The affected command takes a `base` and `head` commit. The default `base` is your `main` branch and the default `head` is your current file system. This is generally what you want when developing locally, but in CI, you need to customize these values.
```shell
nx affected:build --base=origin/main --head=$PR_BRANCH_NAME # where PR_BRANCH_NAME is defined by your CI system
nx affected:build --base=origin/main~1 --head=origin/main # rerun what is affected by the last commit in main
```
You can also set the base and head SHAs as env variables:
```shell
NX_BASE=origin/main~1
NX_HEAD=origin/main
```
Typically, you want to set the base SHA not the most recent commit on the `main` branch, but rather that latest commit that successfully passed in CI. In other words, in order to be certain that the repo is in a good state, we need to check all the changes that have happened since the last time the repo was in a good state.

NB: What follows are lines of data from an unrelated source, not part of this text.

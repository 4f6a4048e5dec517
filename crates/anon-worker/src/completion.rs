//! Post-acknowledgement completion of a processed item.

use std::path::PathBuf;
use std::sync::Arc;

use tracing::{debug, info};

use anon_models::{Identifier, WorkItem};
use anon_queue::LeaseQueue;

use crate::logging::ItemLogger;
use crate::metrics;
use crate::publisher::{package, Publisher};

/// What a completion task did with its item.
#[derive(Debug, Clone, PartialEq, Eq)]
pub enum CompletionOutcome {
    Published { identifier: Identifier, url: String },
    Rejected,
    Failed { stage: &'static str, error: String },
}

/// Everything a completion task needs, shared across tasks.
pub struct CompletionContext {
    pub publisher: Publisher,
    pub queue: Arc<dyn LeaseQueue>,
    pub output_dir: PathBuf,
    pub results_container: String,
    pub report_rejected: bool,
}

/// Package and publish a positive result, or account for a rejected one.
///
/// Runs after the item was acknowledged, so failures here lose the result
/// for good. They are logged and counted, never retried.
pub async fn complete_item(
    ctx: Arc<CompletionContext>,
    item: WorkItem,
    result: Option<Identifier>,
) -> CompletionOutcome {
    let logger = ItemLogger::new(&item, "complete");

    let Some(identifier) = result else {
        if ctx.report_rejected {
            let queue_name = ctx.queue.error_queue_name();
            if let Err(e) = ctx.queue.insert_error_queue(&queue_name, &item).await {
                logger.log_warning(&format!("Failed to report rejected item: {}", e));
            } else {
                debug!(queue = %queue_name, "Reported rejected item");
            }
        }
        logger.log_completion("no target pattern, nothing to publish");
        return CompletionOutcome::Rejected;
    };

    let published = async {
        let bundle = package(&ctx.output_dir, &identifier).await?;
        logger.log_progress(&format!("packaged {}", bundle.display()));
        ctx.publisher.publish(&bundle, &ctx.results_container).await
    }
    .await;

    match published {
        Ok(url) => {
            metrics::record_result_published();
            info!(identifier = %identifier, url = %url, "Result published");
            CompletionOutcome::Published { identifier, url }
        }
        Err(e) => {
            metrics::record_publish_failure();
            metrics::record_item_failed(e.stage());
            logger.log_error(e.stage(), &format!("result {} not published: {}", identifier, e));
            CompletionOutcome::Failed {
                stage: e.stage(),
                error: e.to_string(),
            }
        }
    }
}
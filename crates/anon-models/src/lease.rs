//! Lease lifecycle of a work item, seen from the consuming worker.

use serde::{Deserialize, Serialize};

use crate::error::{ModelError, ModelResult};

/// Lease state of a work item.
///
/// `Unclaimed -> Leased -> Completed`, or `Leased -> Expired -> Unclaimed`
/// when the lease runs out before completion. There is no renewal.
#[derive(Debug, Clone, Copy, PartialEq, Eq, Hash, Serialize, Deserialize, Default)]
#[serde(rename_all = "snake_case")]
pub enum LeaseState {
    /// Waiting in the queue
    #[default]
    Unclaimed,
    /// Claimed by exactly one worker
    Leased,
    /// Acknowledged as permanently processed
    Completed,
    /// Lease ran out; waiting to be reclaimed
    Expired,
}

impl LeaseState {
    pub fn as_str(&self) -> &'static str {
        match self {
            LeaseState::Unclaimed => "unclaimed",
            LeaseState::Leased => "leased",
            LeaseState::Completed => "completed",
            LeaseState::Expired => "expired",
        }
    }

    pub fn is_terminal(&self) -> bool {
        matches!(self, LeaseState::Completed)
    }

    /// Claim the item.
    pub fn lease(self) -> ModelResult<Self> {
        self.transition(LeaseState::Leased, matches!(self, LeaseState::Unclaimed))
    }

    /// Acknowledge the item.
    ///
    /// Completing an already completed or expired item is a no-op that leaves
    /// the state unchanged.
    pub fn complete(self) -> Self {
        match self {
            LeaseState::Leased => LeaseState::Completed,
            other => other,
        }
    }

    /// Mark the lease as run out.
    pub fn expire(self) -> ModelResult<Self> {
        self.transition(LeaseState::Expired, matches!(self, LeaseState::Leased))
    }

    /// Return an expired item to the queue.
    pub fn reclaim(self) -> ModelResult<Self> {
        self.transition(LeaseState::Unclaimed, matches!(self, LeaseState::Expired))
    }

    fn transition(self, to: LeaseState, allowed: bool) -> ModelResult<Self> {
        if allowed {
            Ok(to)
        } else {
            Err(ModelError::InvalidTransition {
                from: self.as_str(),
                to: to.as_str(),
            })
        }
    }
}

Depending on your CI provider this might differ:
- [Get last successful commit for Azure Pipelines](/ci/recipes/set-up/monorepo-ci-azure#get-the-commit-of-the-last-successful-build)
- [Get last successful commit for GitHub Actions](/ci/recipes/set-up/monorepo-ci-github-actions#get-the-commit-of-the-last-successful-build)
- [Get last successful commit for CircleCI](/ci/recipes/set-up/monorepo-ci-circle-ci#get-the-commit-of-the-last-successful-build)
- [Get last successful commit for GitLab](/ci/recipes/set-up/monorepo-ci-gitlab#process-only-affected-projects-with-one-job-on-gitlab)
- [Get last successful commit for Jenkins](/ci/recipes/set-up/monorepo-ci-jenkins#get-the-commit-of-the-last-successful-build)
## Ignoring Files from Affected Commands
Nx provides two methods to exclude glob patterns (files and folders) from `affected:*` commands.
- Glob patterns defined in your `.gitignore` file are ignored.
- Glob patterns defined in an optional `.nxignore` file are ignored.
## Not Using Git
If you aren't using Git, you can pass `--files` to any affected command to indicate what files have been changed.